While these four sectors reign supreme, others are attracting growing interest. The tourism industry is a prime target with its beautiful beaches and rich cultural heritage. The government’s push to modernize infrastructure, including transportation networks, is also attracting foreign direct investment in Mexico’s construction and engineering sectors. Telecommunications, aerospace, and even renewable energy are areas with significant potential for future foreign investment.

Investing in Mexico’s Future

Mexico’s FDI landscape constantly evolves, with the government actively seeking to attract investments in sectors like advanced manufacturing, clean technology, and healthcare. By fostering a business-friendly environment and addressing concerns around policy stability, Mexico can solidify its position as a top destination for foreign direct investment.
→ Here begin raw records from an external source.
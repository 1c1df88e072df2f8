//! Core API data types and structures.
//!
//! This module contains the public data structures used by the API:
//! - InsertionParameters: one batch of insertions, as received from a client
//! - Proof: Final succinct proof object
//! - KeyPair: Proving and verifying keys

use bincode::Options;
use nova_snark::{
    nova::{CompressedSNARK, ProverKey, PublicParams, VerifierKey},
    provider::{ipa_pc, PallasEngine, VestaEngine},
    spartan::snark::RelaxedR1CSSNARK,
    traits::Engine,
};
use serde::{Deserialize, Serialize};
use std::sync::Arc;

use crate::config::{self, proof_format};
use crate::utils::{field_from_hex, field_to_hex};
use crate::{InsertionProverError, Result};

// --- Type Aliases for Core SNARK Components ---

pub type E1 = PallasEngine;
pub type E2 = VestaEngine;
pub type EE1 = ipa_pc::EvaluationEngine<E1>;
pub type EE2 = ipa_pc::EvaluationEngine<E2>;
pub type S1 = RelaxedR1CSSNARK<E1, EE1>;
pub type S2 = RelaxedR1CSSNARK<E2, EE2>;

/// A type alias for the scalar field of the primary curve.
pub type FieldElement = <E1 as Engine>::Scalar;

pub type C = crate::circuit::InsertionCircuit<FieldElement>;

pub type InsertionPublicParams = PublicParams<E1, E2, C>;
pub type InsertionProverKey = ProverKey<E1, E2, C, S1, S2>;
pub type InsertionVerifierKey = VerifierKey<E1, E2, C, S1, S2>;
pub type InsertionCompressedSNARK = CompressedSNARK<E1, E2, C, S1, S2>;

/// One batch of insertions.
///
/// JSON form uses camelCase names and `0x`-prefixed hex strings for every field
/// element; `startIndex` is a plain number and `inputHash` may be omitted.
#[derive(Debug, Clone, PartialEq, Eq, Serialize, Deserialize)]
#[serde(
    try_from = "InsertionParametersJson",
    into = "InsertionParametersJson"
)]
pub struct InsertionParameters {
    /// Expected input hash. When present it must match the hash of the other fields.
    pub input_hash: Option<FieldElement>,
    /// Index of the first inserted leaf; insertion `i` lands at `start_index + i`
    pub start_index: u32,
    /// Root before the first insertion
    pub pre_root: FieldElement,
    /// Root after the last insertion
    pub post_root: FieldElement,
    /// Inserted leaves, in insertion order
    pub identity_commitments: Vec<FieldElement>,
    /// Leaf-first siblings for each insertion
    pub merkle_proofs: Vec<Vec<FieldElement>>,
}

impl InsertionParameters {
    /// Parse a batch from its JSON form.
    pub fn from_json(json: &str) -> Result<Self> {
        Ok(serde_json::from_str(json)?)
    }

    /// Render the batch as JSON.
    pub fn to_json(&self) -> Result<String> {
        serde_json::to_string_pretty(self)
            .map_err(|e| InsertionProverError::Serialization(e.to_string()))
    }

    /// Hash binding every public value of the batch.
    pub fn compute_input_hash(&self) -> FieldElement {
        crate::poseidon::compute_input_hash(
            u64::from(self.start_index),
            self.pre_root,
            self.post_root,
            &self.identity_commitments,
        )
    }
}

#[derive(Serialize, Deserialize)]
#[serde(rename_all = "camelCase")]
struct InsertionParametersJson {
    #[serde(default, skip_serializing_if = "Option::is_none")]
    input_hash: Option<String>,
    start_index: u32,
    pre_root: String,
    post_root: String,
    identity_commitments: Vec<String>,
    merkle_proofs: Vec<Vec<String>>,
}

impl TryFrom<InsertionParametersJson> for InsertionParameters {
    type Error = InsertionProverError;

    fn try_from(json: InsertionParametersJson) -> Result<Self> {
        Ok(Self {
            input_hash: json.input_hash.as_deref().map(field_from_hex).transpose()?,
            start_index: json.start_index,
            pre_root: field_from_hex(&json.pre_root)?,
            post_root: field_from_hex(&json.post_root)?,
            identity_commitments: parse_all(&json.identity_commitments)?,
            merkle_proofs: json
                .merkle_proofs
                .iter()
                .map(|proof| parse_all(proof))
                .collect::<Result<_>>()?,
        })
    }
}

fn parse_all(values: &[String]) -> Result<Vec<FieldElement>> {
    values.iter().map(|v| field_from_hex(v)).collect()
}

fn hex_all(values: &[FieldElement]) -> Vec<String> {
    values.iter().map(field_to_hex).collect()
}

impl From<InsertionParameters> for InsertionParametersJson {
    fn from(params: InsertionParameters) -> Self {
        Self {
            input_hash: params.input_hash.as_ref().map(field_to_hex),
            start_index: params.start_index,
            pre_root: field_to_hex(&params.pre_root),
            post_root: field_to_hex(&params.post_root),
            identity_commitments: hex_all(&params.identity_commitments),
            merkle_proofs: params
                .merkle_proofs
                .iter()
                .map(|proof| hex_all(proof))
                .collect(),
        }
    }
}

/// The final, succinct proof object that is sent to the verifier.
///
/// Carries the shape of the proving system that produced it, so verification
/// against a differently shaped system is reported as a shape error.
#[derive(Serialize, Deserialize)]
pub struct Proof {
    /// Tree depth of the producing system
    pub tree_depth: u32,
    /// Batch size of the producing system
    pub batch_size: u32,
    /// The compressed SNARK proof
    pub compressed_snark: InsertionCompressedSNARK,
}

impl Proof {
    /// Serialize this proof to bytes for network transport.
    ///
    /// The format includes a magic number, version, and the proof data.
    pub fn to_bytes(&self) -> Result<Vec<u8>> {
        let mut result = Vec::new();

        result.extend_from_slice(proof_format::MAGIC);
        result.extend_from_slice(&proof_format::VERSION.to_le_bytes());

        let proof_bytes = config::bincode_options()
            .serialize(self)
            .map_err(|e| {
                InsertionProverError::Serialization(format!("Failed to serialize proof: {}", e))
            })?;

        let length = u32::try_from(proof_bytes.len()).map_err(|_| {
            InsertionProverError::Serialization("Proof too large for envelope".to_string())
        })?;
        result.extend_from_slice(&length.to_le_bytes());
        result.extend_from_slice(&proof_bytes);

        Ok(result)
    }

    /// Deserialize a proof from bytes.
    ///
    /// Validates the magic number, version and length before deserializing.
    pub fn from_bytes(bytes: &[u8]) -> Result<Self> {
        if bytes.len() < proof_format::HEADER_SIZE {
            return Err(InsertionProverError::Serialization(
                "Proof bytes too short for header".to_string(),
            ));
        }

        if &bytes[0..4] != proof_format::MAGIC {
            return Err(InsertionProverError::Serialization(
                "Invalid magic bytes in proof".to_string(),
            ));
        }

        let version = u16::from_le_bytes([bytes[4], bytes[5]]);
        if version != proof_format::VERSION {
            return Err(InsertionProverError::Serialization(format!(
                "Unsupported proof format version: {}",
                version
            )));
        }

        let length = u32::from_le_bytes([bytes[6], bytes[7], bytes[8], bytes[9]]) as usize;
        let expected_len = proof_format::HEADER_SIZE + length;
        if bytes.len() < expected_len {
            return Err(InsertionProverError::Serialization(
                "Proof bytes truncated".to_string(),
            ));
        }
        if bytes.len() > expected_len {
            return Err(InsertionProverError::Serialization(
                "Proof bytes contain trailing data".to_string(),
            ));
        }

        config::bincode_options()
            .reject_trailing_bytes()
            .deserialize(&bytes[proof_format::HEADER_SIZE..expected_len])
            .map_err(|e| {
                InsertionProverError::Serialization(format!("Failed to deserialize proof: {}", e))
            })
    }

    /// Wrap the proof into its JSON transport form.
    pub fn to_json(&self) -> Result<ProofJson> {
        Ok(ProofJson {
            proof: format!("0x{}", hex::encode(self.to_bytes()?)),
        })
    }

    /// Unwrap a proof from its JSON transport form.
    pub fn from_json(json: &ProofJson) -> Result<Self> {
        let digits = json
            .proof
            .strip_prefix("0x")
            .ok_or_else(|| InsertionProverError::Parse("proof is missing 0x prefix".to_string()))?;
        let bytes = hex::decode(digits)
            .map_err(|e| InsertionProverError::Parse(format!("invalid proof hex: {}", e)))?;
        Self::from_bytes(&bytes)
    }
}

/// JSON transport form of a proof: `{ "proof": "0x..." }`.
#[derive(Debug, Clone, PartialEq, Eq, Serialize, Deserialize)]
pub struct ProofJson {
    pub proof: String,
}

// --- Keys ---

#[derive(Clone)]
pub struct KeyPair {
    pub(crate) pk: Arc<InsertionProverKey>,
    pub(crate) vk: Arc<InsertionVerifierKey>,
}
//! Persisted proving-artifact format.
//!
//! Layout: `[tree_depth: u32 BE][batch_size: u32 BE][proving key][verifying key]
//! [constraint system]`. Each segment is a self-delimiting bincode encoding with
//! the pinned options from `config::bincode_options`, so segments are read back
//! in order from a single stream without length prefixes.
//!
//! On load, the constraint system is checked against the header's shape and the
//! keys against the constraint system.

use super::system::ProvingSystem;
use super::types::{InsertionProverKey, InsertionPublicParams, InsertionVerifierKey, KeyPair};
use super::validate::validate_dimensions;
use crate::{config, params, InsertionProverError, Result};
use bincode::Options;
use std::fs::File;
use std::io::{BufReader, BufWriter, Cursor, Read, Write};
use std::path::Path;
use std::sync::Arc;
use tracing::{debug, info_span};

impl ProvingSystem {
    /// Stream the artifact into `writer`.
    pub fn write_to<W: Write>(&self, mut writer: W) -> Result<()> {
        writer.write_all(&self.tree_depth.to_be_bytes())?;
        writer.write_all(&self.batch_size.to_be_bytes())?;

        write_segment(&mut writer, &*self.keys.pk, "proving key")?;
        write_segment(&mut writer, &*self.keys.vk, "verifying key")?;
        write_segment(&mut writer, &*self.pp, "constraint system")?;
        writer.flush()?;
        Ok(())
    }

    /// Read an artifact from `reader`. Bytes after the last segment are left unread.
    pub fn read_from<R: Read>(mut reader: R) -> Result<Self> {
        let mut header = [0u8; config::ARTIFACT_HEADER_SIZE];
        reader.read_exact(&mut header).map_err(|e| {
            InsertionProverError::Serialization(format!("Failed to read artifact header: {e}"))
        })?;
        let tree_depth = u32::from_be_bytes([header[0], header[1], header[2], header[3]]);
        let batch_size = u32::from_be_bytes([header[4], header[5], header[6], header[7]]);
        validate_dimensions(tree_depth, batch_size)?;
        debug!(tree_depth, batch_size, "reading proving artifact");

        let pk: InsertionProverKey = read_segment(&mut reader, "proving key")?;
        let vk: InsertionVerifierKey = read_segment(&mut reader, "verifying key")?;
        let pp: InsertionPublicParams = read_segment(&mut reader, "constraint system")?;

        params::ensure_params_match(&pp, tree_depth, batch_size)?;
        let keys = KeyPair {
            pk: Arc::new(pk),
            vk: Arc::new(vk),
        };
        params::ensure_keys_match(&pp, &keys, tree_depth, batch_size)?;

        Ok(Self {
            tree_depth,
            batch_size,
            pp: Arc::new(pp),
            keys,
        })
    }

    /// Serialize the artifact to bytes.
    pub fn to_bytes(&self) -> Result<Vec<u8>> {
        let mut bytes = Vec::new();
        self.write_to(&mut bytes)?;
        Ok(bytes)
    }

    /// Deserialize an artifact from bytes. Trailing bytes are an error.
    pub fn from_bytes(bytes: &[u8]) -> Result<Self> {
        let mut cursor = Cursor::new(bytes);
        let system = Self::read_from(&mut cursor)?;
        if cursor.position() != bytes.len() as u64 {
            return Err(InsertionProverError::Serialization(format!(
                "Artifact contains {} trailing bytes",
                bytes.len() as u64 - cursor.position()
            )));
        }
        Ok(system)
    }

    /// Write the artifact to a file.
    pub fn write_to_file(&self, path: impl AsRef<Path>) -> Result<()> {
        let path = path.as_ref();
        let _span = info_span!("write_artifact", path = %path.display()).entered();
        self.write_to(BufWriter::new(File::create(path)?))
    }

    /// Read an artifact from a file.
    pub fn read_from_file(path: impl AsRef<Path>) -> Result<Self> {
        let path = path.as_ref();
        let _span = info_span!("read_artifact", path = %path.display()).entered();
        Self::read_from(BufReader::new(File::open(path)?))
    }
}

fn write_segment<W: Write, T: serde::Serialize>(writer: W, value: &T, what: &str) -> Result<()> {
    config::bincode_options()
        .serialize_into(writer, value)
        .map_err(|e| InsertionProverError::Serialization(format!("Failed to write {what}: {e}")))
}

fn read_segment<R: Read, T: serde::de::DeserializeOwned>(reader: R, what: &str) -> Result<T> {
    config::bincode_options()
        .deserialize_from(reader)
        .map_err(|e| InsertionProverError::Serialization(format!("Failed to read {what}: {e}")))
}
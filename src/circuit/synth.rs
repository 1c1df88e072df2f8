//! Circuit synthesis logic for the batch insertion circuit.
//!
//! The only public value is the input hash carried in `z[0]`. Everything else
//! (start index, roots, commitments, siblings) is private and bound to it by
//! recomputing the hash in-circuit.

use ff::PrimeField;
use ff::PrimeFieldBits;
use generic_array::typenum::U2;
use nova_snark::frontend::{
    gadgets::{num::AllocatedNum, poseidon::PoseidonConstants},
    ConstraintSystem, SynthesisError,
};
#[cfg(debug_assertions)]
use tracing::debug;

use super::gadgets::{
    circuit_poseidon_constants, enforce_equal, insert_batch, poseidon_hash_tagged_gadget,
};
use super::witness::InsertionWitness;
use crate::config;
use crate::poseidon::domain_tags;

/// Main circuit synthesis function for the batch insertion circuit
pub fn synthesize_insertion_circuit<F: PrimeField + PrimeFieldBits, CS: ConstraintSystem<F>>(
    cs: &mut CS,
    z: &[AllocatedNum<F>],
    tree_depth: usize,
    batch_size: usize,
    witness: &InsertionWitness<F>,
) -> Result<Vec<AllocatedNum<F>>, SynthesisError> {
    if z.len() != config::CIRCUIT_ARITY || !witness.has_shape(tree_depth, batch_size) {
        return Err(SynthesisError::Unsatisfiable);
    }
    let input_hash_public = &z[0];

    #[cfg(debug_assertions)]
    {
        debug!("InsertionCircuit::synthesize() entry:");
        debug!("  - tree_depth: {}", tree_depth);
        debug!("  - batch_size: {}", batch_size);
        debug!("  - start_index: {}", witness.start_index);
        debug!("  - z[0] (input_hash): {:?}", input_hash_public.get_value());
    }

    let constants = circuit_poseidon_constants::<F>();

    // 1. Allocate the private values
    let start_index = AllocatedNum::alloc(cs.namespace(|| "start_index"), || {
        Ok(F::from(witness.start_index))
    })?;
    let pre_root = AllocatedNum::alloc(cs.namespace(|| "pre_root"), || Ok(witness.pre_root))?;
    let post_root = AllocatedNum::alloc(cs.namespace(|| "post_root"), || Ok(witness.post_root))?;

    let commitments = witness
        .commitments
        .iter()
        .enumerate()
        .map(|(i, c)| AllocatedNum::alloc(cs.namespace(|| format!("commitment_{}", i)), || Ok(*c)))
        .collect::<Result<Vec<_>, _>>()?;

    let proofs = witness
        .merkle_proofs
        .iter()
        .enumerate()
        .map(|(i, siblings)| {
            siblings
                .iter()
                .enumerate()
                .map(|(level, s)| {
                    AllocatedNum::alloc(
                        cs.namespace(|| format!("proof_{}_sibling_{}", i, level)),
                        || Ok(*s),
                    )
                })
                .collect::<Result<Vec<_>, _>>()
        })
        .collect::<Result<Vec<_>, _>>()?;

    // 2. Bind the private values to the public input hash
    let input_hash = compute_input_hash_gadget(
        cs.namespace(|| "input_hash"),
        &constants,
        &start_index,
        &pre_root,
        &post_root,
        &commitments,
    )?;
    enforce_equal(
        cs.namespace(|| "input_hash_matches_public"),
        &input_hash,
        input_hash_public,
    );

    // 3. Chain the insertions from pre_root and pin the result to post_root
    let final_root = insert_batch(
        cs.namespace(|| "batch"),
        &constants,
        &pre_root,
        &start_index,
        &commitments,
        &proofs,
        tree_depth,
    )?;
    enforce_equal(
        cs.namespace(|| "final_root_matches_post_root"),
        &final_root,
        &post_root,
    );

    #[cfg(debug_assertions)]
    debug!("  - final_root: {:?}", final_root.get_value());

    // The step output is the unchanged input hash
    Ok(vec![input_hash_public.clone()])
}

/// In-circuit counterpart of `crate::poseidon::compute_input_hash`.
pub fn compute_input_hash_gadget<F: PrimeField + PrimeFieldBits, CS: ConstraintSystem<F>>(
    mut cs: CS,
    constants: &PoseidonConstants<F, U2>,
    start_index: &AllocatedNum<F>,
    pre_root: &AllocatedNum<F>,
    post_root: &AllocatedNum<F>,
    commitments: &[AllocatedNum<F>],
) -> Result<AllocatedNum<F>, SynthesisError> {
    let tag = domain_tags::input_hash::<F>();
    let mut acc = poseidon_hash_tagged_gadget(
        cs.namespace(|| "start_pre"),
        constants,
        tag,
        start_index,
        pre_root,
    )?;
    acc = poseidon_hash_tagged_gadget(cs.namespace(|| "post"), constants, tag, &acc, post_root)?;
    for (i, commitment) in commitments.iter().enumerate() {
        acc = poseidon_hash_tagged_gadget(
            cs.namespace(|| format!("commitment_{}", i)),
            constants,
            tag,
            &acc,
            commitment,
        )?;
    }
    Ok(acc)
}
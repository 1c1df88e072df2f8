//! Batch insertion circuit module structure.
//!
//! - `gadgets/`: Low-level circuit gadgets (select, poseidon, merkle path, bits, insertion)
//! - `witness`: Witness data structures and constructors
//! - `synth`: Main synthesis logic

pub mod gadgets;
pub mod synth;
pub mod witness;

pub use witness::InsertionWitness;

use ff::PrimeField;
use ff::PrimeFieldBits;
use nova_snark::{
    frontend::{gadgets::num::AllocatedNum, ConstraintSystem, SynthesisError},
    traits::circuit::StepCircuit,
};

use crate::config;

/// A Nova step circuit proving one batch of sparse Merkle tree insertions.
///
/// A single folding step carries the whole batch; its only public input and
/// output is the input hash binding the start index, both roots and the
/// inserted commitments.
#[derive(Clone, Debug)]
pub struct InsertionCircuit<F: PrimeField> {
    /// Number of levels of the tree.
    pub tree_depth: usize,
    /// Number of insertions per proof.
    pub batch_size: usize,
    /// Private assignment. Blank (all zero) during parameter generation.
    pub witness: InsertionWitness<F>,
}

impl<F: PrimeField> InsertionCircuit<F> {
    /// Creates a circuit whose shape is taken from the witness.
    pub fn new(tree_depth: usize, witness: InsertionWitness<F>) -> Self {
        Self {
            tree_depth,
            batch_size: witness.batch_size(),
            witness,
        }
    }

    /// Creates a circuit with an all-zero witness, for parameter generation.
    pub fn blank(tree_depth: usize, batch_size: usize) -> Self {
        Self {
            tree_depth,
            batch_size,
            witness: InsertionWitness::blank(tree_depth, batch_size),
        }
    }
}

impl<F: PrimeField + PrimeFieldBits> StepCircuit<F> for InsertionCircuit<F> {
    fn arity(&self) -> usize {
        config::CIRCUIT_ARITY
    }

    fn synthesize<CS: ConstraintSystem<F>>(
        &self,
        cs: &mut CS,
        z: &[AllocatedNum<F>],
    ) -> Result<Vec<AllocatedNum<F>>, SynthesisError> {
        synth::synthesize_insertion_circuit(
            cs,
            z,
            self.tree_depth,
            self.batch_size,
            &self.witness,
        )
    }
}
//! Common test utilities and shared infrastructure.
//!
//! - `fixtures`: batch builders over `SparseMerkleTree` and cached proving systems

pub mod fixtures;

// Re-export commonly used test helpers
#[allow(unused_imports)] // These are used across many test files
pub use fixtures::{insert_into, shared_system, valid_batch, SMALL_BATCH, SMALL_DEPTH};
//! Branchless selection gadgets.
//!
//! Both slots of a path round are filled by arithmetic selects so the emitted
//! constraints are identical whatever the direction bit is.

use ff::PrimeField;
use nova_snark::frontend::{
    gadgets::{boolean::Boolean, num::AllocatedNum},
    ConstraintSystem, SynthesisError,
};

/// Conditionally selects between two AllocatedNums based on a Boolean condition.
/// If condition is false, returns `if_false`. If condition is true, returns `if_true`.
pub fn conditional_select<F: PrimeField, CS: ConstraintSystem<F>>(
    mut cs: CS,
    condition: &Boolean,
    if_false: &AllocatedNum<F>,
    if_true: &AllocatedNum<F>,
) -> Result<AllocatedNum<F>, SynthesisError> {
    let result = AllocatedNum::alloc(cs.namespace(|| "select_result"), || {
        let pick_true = condition
            .get_value()
            .ok_or(SynthesisError::AssignmentMissing)?;
        let picked = if pick_true { if_true } else { if_false };
        picked.get_value().ok_or(SynthesisError::AssignmentMissing)
    })?;

    // result - if_false = condition * (if_true - if_false)
    cs.enforce(
        || "select_constraint",
        |lc| lc + &condition.lc(CS::one(), F::ONE),
        |lc| lc + if_true.get_variable() - if_false.get_variable(),
        |lc| lc + result.get_variable() - if_false.get_variable(),
    );

    Ok(result)
}

/// Orders `(current, sibling)` into `(left, right)`.
///
/// `swap = false` yields `(current, sibling)`, `swap = true` yields
/// `(sibling, current)`. Two independent selects, one per slot.
pub fn ordered_pair<F: PrimeField, CS: ConstraintSystem<F>>(
    mut cs: CS,
    swap: &Boolean,
    current: &AllocatedNum<F>,
    sibling: &AllocatedNum<F>,
) -> Result<(AllocatedNum<F>, AllocatedNum<F>), SynthesisError> {
    let left = conditional_select(cs.namespace(|| "left"), swap, current, sibling)?;
    let right = conditional_select(cs.namespace(|| "right"), swap, sibling, current)?;
    Ok((left, right))
}
//! Test fixtures: batch builders and shared proving systems.
//!
//! Batches are built by replaying insertions into a `SparseMerkleTree`, so
//! every generated proof is consistent with the tree state it was taken from.

#![allow(dead_code)]

use batch_insertion_prover::{
    api::{generate_witness, FieldElement, InsertionParameters, ProvingSystem},
    circuit::InsertionWitness,
    config, params, SparseMerkleTree,
};
use ff::Field;
use rand::rngs::StdRng;
use rand::SeedableRng;

/// Small shape used by the end-to-end tests.
pub const SMALL_DEPTH: u32 = 4;
pub const SMALL_BATCH: u32 = 2;

pub type F1 = FieldElement;

/// Deterministic RNG for test data.
pub fn test_rng() -> StdRng {
    StdRng::seed_from_u64(config::TEST_RANDOM_SEED)
}

/// A tree whose first `occupied` leaves hold random commitments.
pub fn prefilled_tree(depth: u32, occupied: u32) -> SparseMerkleTree {
    let mut rng = test_rng();
    let mut tree = SparseMerkleTree::new(depth as usize).expect("valid test depth");
    for index in 0..occupied {
        tree.update(u64::from(index), F1::random(&mut rng))
            .expect("index fits");
    }
    tree
}

/// Insert `commitments` at consecutive indices starting from `start_index`,
/// returning the batch (input hash filled in). The tree is advanced.
pub fn insert_into(
    tree: &mut SparseMerkleTree,
    start_index: u32,
    commitments: &[F1],
) -> InsertionParameters {
    let pre_root = tree.root();
    let merkle_proofs = commitments
        .iter()
        .enumerate()
        .map(|(i, c)| {
            tree.update(u64::from(start_index) + i as u64, *c)
                .expect("index fits")
        })
        .collect();

    let mut params = InsertionParameters {
        input_hash: None,
        start_index,
        pre_root,
        post_root: tree.root(),
        identity_commitments: commitments.to_vec(),
        merkle_proofs,
    };
    params.input_hash = Some(params.compute_input_hash());
    params
}

/// Commitments `1..=count`.
pub fn sequential_commitments(count: u32) -> Vec<F1> {
    (1..=u64::from(count)).map(F1::from).collect()
}

/// A valid batch of `count` insertions at `start_index` into a tree whose
/// first `start_index` leaves are occupied.
pub fn valid_batch(depth: u32, start_index: u32, count: u32) -> InsertionParameters {
    let mut tree = prefilled_tree(depth, start_index);
    insert_into(&mut tree, start_index, &sequential_commitments(count))
}

/// A batch that inserts twice at index 0: both proofs come from the empty
/// tree, as if the second insertion did not see the first.
pub fn reused_index_batch(depth: u32) -> InsertionParameters {
    let mut first = SparseMerkleTree::new(depth as usize).expect("valid test depth");
    let pre_root = first.root();
    let c0 = F1::from(1u64);
    let c1 = F1::from(2u64);
    let proof0 = first.update(0, c0).expect("index fits");
    let proof1 = proof0.clone();

    let mut params = InsertionParameters {
        input_hash: None,
        start_index: 0,
        pre_root,
        post_root: batch_insertion_prover::compute_root(c1, 0, &proof1),
        identity_commitments: vec![c0, c1],
        merkle_proofs: vec![proof0, proof1],
    };
    params.input_hash = Some(params.compute_input_hash());
    params
}

/// Circuit witness and input hash for a valid batch.
pub fn witness_for(
    params: &InsertionParameters,
    depth: u32,
) -> (InsertionWitness<F1>, F1) {
    generate_witness(params, depth).expect("batch should be consistent")
}

/// Raw circuit witness for a batch, skipping the native consistency checks.
pub fn raw_witness(params: &InsertionParameters) -> InsertionWitness<F1> {
    InsertionWitness {
        start_index: u64::from(params.start_index),
        pre_root: params.pre_root,
        post_root: params.post_root,
        commitments: params.identity_commitments.clone(),
        merkle_proofs: params.merkle_proofs.clone(),
    }
}

/// Proving system for a shape, cached across tests in the same binary.
pub fn shared_system(depth: u32, batch: u32) -> ProvingSystem {
    params::load_or_setup(depth, batch).expect("setup should succeed")
}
Are you looking to invest in Mexico? LATAM FDI can conduct thorough research on your chosen sector to help you understand the regulatory landscape and seek guidance from local experts. With its strategic location, skilled workforce, and growing economy, Mexico presents a compelling opportunity for investors seeking a foothold in a dynamic and promising market.

In conclusion, Mexico is a beacon of opportunity for foreign direct investment across various sectors, driven by its vibrant economy, strategic location, and government initiatives to foster a conducive business environment. From the manufacturing powerhouse to the burgeoning financial services sector and trade to mining, Mexico offers diverse investment avenues with promising returns. As the country modernizes its infrastructure, embraces technological advancements, and prioritizes sectors like advanced manufacturing and clean technology, it further solidifies its position as a top destination for investors seeking long-term growth prospects. With expert guidance and a thorough understanding of the regulatory landscape, investors can confidently explore Mexico’s opportunities, contributing to its continued economic growth and development.